[What this task involves] Transcribe the data below verbatim from the line with "cancel_task(&self.tasks, task_id)" to the line with "while let Some(event)". Include both of those lines.

[Information given]

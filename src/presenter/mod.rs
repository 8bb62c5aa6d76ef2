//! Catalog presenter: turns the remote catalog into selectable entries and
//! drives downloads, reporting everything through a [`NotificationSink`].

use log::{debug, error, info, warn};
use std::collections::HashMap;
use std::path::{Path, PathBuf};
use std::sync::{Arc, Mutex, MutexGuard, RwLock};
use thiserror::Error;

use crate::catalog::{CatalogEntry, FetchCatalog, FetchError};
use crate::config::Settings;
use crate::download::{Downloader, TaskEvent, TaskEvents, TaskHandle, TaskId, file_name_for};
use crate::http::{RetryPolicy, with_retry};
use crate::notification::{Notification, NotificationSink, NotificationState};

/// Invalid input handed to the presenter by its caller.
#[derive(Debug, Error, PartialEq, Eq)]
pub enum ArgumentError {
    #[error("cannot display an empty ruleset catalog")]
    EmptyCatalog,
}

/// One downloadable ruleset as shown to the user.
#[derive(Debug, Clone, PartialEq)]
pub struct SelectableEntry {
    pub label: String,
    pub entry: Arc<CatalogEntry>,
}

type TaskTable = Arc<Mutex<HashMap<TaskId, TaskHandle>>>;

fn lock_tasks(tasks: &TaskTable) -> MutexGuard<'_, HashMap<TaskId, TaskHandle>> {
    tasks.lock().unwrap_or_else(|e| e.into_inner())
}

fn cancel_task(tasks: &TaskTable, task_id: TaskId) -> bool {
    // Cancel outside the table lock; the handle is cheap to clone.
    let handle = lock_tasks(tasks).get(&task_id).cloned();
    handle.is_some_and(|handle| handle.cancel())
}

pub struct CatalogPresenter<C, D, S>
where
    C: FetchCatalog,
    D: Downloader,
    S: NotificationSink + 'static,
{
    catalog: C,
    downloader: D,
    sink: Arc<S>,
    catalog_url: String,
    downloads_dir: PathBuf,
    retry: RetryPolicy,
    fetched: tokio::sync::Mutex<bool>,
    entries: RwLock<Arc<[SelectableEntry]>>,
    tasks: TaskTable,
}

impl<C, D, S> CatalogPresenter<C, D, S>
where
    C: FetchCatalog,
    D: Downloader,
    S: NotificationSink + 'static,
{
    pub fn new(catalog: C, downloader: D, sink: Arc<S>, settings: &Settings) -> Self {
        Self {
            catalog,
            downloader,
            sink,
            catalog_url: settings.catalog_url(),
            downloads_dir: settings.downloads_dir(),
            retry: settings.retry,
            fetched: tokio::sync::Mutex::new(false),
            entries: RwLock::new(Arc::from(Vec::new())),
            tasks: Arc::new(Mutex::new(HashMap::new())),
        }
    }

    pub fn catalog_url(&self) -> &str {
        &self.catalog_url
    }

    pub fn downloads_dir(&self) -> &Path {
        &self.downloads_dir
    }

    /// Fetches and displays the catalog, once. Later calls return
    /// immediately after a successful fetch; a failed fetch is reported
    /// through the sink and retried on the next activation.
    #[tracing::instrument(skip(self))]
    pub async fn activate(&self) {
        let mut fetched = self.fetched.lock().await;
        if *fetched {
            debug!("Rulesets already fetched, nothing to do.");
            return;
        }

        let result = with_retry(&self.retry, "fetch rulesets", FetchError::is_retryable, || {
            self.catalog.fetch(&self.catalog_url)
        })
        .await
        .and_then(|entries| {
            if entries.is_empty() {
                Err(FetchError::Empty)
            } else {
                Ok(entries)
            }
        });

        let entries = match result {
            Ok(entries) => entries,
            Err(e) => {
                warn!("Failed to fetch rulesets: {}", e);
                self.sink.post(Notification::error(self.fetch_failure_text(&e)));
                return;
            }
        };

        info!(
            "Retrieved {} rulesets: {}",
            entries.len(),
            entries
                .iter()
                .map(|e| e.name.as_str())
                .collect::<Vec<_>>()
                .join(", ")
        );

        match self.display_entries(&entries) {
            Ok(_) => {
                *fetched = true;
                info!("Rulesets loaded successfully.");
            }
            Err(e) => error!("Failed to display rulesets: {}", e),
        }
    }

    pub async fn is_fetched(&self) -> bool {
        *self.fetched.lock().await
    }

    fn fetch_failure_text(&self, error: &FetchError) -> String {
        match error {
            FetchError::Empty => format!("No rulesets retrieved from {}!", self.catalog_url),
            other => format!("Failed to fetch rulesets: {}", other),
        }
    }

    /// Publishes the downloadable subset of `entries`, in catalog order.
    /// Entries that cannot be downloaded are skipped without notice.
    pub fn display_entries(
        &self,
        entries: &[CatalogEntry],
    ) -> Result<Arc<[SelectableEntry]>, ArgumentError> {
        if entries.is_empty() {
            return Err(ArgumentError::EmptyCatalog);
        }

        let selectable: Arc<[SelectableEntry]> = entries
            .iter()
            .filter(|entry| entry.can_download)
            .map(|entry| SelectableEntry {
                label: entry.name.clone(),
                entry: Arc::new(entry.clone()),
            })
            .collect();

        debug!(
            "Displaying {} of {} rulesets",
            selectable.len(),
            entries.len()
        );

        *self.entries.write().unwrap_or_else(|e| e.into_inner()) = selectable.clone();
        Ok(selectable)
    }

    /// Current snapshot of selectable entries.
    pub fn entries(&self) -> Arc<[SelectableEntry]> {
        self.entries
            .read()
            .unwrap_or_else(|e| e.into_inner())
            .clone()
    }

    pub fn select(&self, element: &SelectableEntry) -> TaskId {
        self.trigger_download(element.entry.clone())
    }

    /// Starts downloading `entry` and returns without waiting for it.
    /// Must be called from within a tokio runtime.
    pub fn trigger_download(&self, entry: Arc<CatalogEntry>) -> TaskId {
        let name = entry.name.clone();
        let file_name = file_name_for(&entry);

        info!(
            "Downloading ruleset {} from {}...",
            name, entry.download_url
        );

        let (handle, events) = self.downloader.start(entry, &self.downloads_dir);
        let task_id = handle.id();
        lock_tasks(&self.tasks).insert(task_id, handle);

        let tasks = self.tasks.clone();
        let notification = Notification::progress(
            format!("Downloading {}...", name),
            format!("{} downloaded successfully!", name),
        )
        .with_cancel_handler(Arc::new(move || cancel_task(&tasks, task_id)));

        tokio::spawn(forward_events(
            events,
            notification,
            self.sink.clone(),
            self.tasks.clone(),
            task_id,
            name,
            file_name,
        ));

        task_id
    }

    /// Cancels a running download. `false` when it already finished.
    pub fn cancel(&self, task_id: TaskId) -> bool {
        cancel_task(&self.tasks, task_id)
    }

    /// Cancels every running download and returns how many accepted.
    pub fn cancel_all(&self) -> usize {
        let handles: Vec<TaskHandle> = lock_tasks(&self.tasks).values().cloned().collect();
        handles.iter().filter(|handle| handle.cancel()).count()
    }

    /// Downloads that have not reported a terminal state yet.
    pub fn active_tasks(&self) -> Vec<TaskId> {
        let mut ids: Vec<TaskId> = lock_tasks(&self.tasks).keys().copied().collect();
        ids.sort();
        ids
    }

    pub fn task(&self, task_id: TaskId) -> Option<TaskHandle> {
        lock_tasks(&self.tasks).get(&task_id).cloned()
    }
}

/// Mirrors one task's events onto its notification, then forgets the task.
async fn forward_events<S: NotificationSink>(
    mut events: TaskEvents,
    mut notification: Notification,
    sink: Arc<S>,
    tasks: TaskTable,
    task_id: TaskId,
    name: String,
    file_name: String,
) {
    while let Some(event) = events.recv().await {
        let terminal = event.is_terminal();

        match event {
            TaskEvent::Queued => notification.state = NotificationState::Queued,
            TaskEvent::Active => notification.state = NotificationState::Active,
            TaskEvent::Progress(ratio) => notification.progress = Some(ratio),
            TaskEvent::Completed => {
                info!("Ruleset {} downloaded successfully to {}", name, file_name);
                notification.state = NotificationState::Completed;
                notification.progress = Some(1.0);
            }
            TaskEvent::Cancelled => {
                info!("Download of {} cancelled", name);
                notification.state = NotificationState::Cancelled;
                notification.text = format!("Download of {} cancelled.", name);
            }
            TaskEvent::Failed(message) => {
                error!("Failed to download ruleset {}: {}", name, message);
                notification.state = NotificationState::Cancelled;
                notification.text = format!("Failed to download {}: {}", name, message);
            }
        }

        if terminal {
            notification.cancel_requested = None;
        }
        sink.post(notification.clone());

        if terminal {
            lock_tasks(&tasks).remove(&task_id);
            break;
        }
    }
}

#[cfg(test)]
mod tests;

[/Information given]

[Final answer]
        cancel_task(&self.tasks, task_id)
    }

    /// Cancels every running download and returns how many accepted.
    pub fn cancel_all(&self) -> usize {
        let handles: Vec<TaskHandle> = lock_tasks(&self.tasks).values().cloned().collect();
        handles.iter().filter(|handle| handle.cancel()).count()
    }

    /// Downloads that have not reported a terminal state yet.
    pub fn active_tasks(&self) -> Vec<TaskId> {
        let mut ids: Vec<TaskId> = lock_tasks(&self.tasks).keys().copied().collect();
        ids.sort();
        ids
    }

    pub fn task(&self, task_id: TaskId) -> Option<TaskHandle> {
        lock_tasks(&self.tasks).get(&task_id).cloned()
    }
}

/// Mirrors one task's events onto its notification, then forgets the task.
async fn forward_events<S: NotificationSink>(
    mut events: TaskEvents,
    mut notification: Notification,
    sink: Arc<S>,
    tasks: TaskTable,
    task_id: TaskId,
    name: String,
    file_name: String,
) {
    while let Some(event) = events.recv().await {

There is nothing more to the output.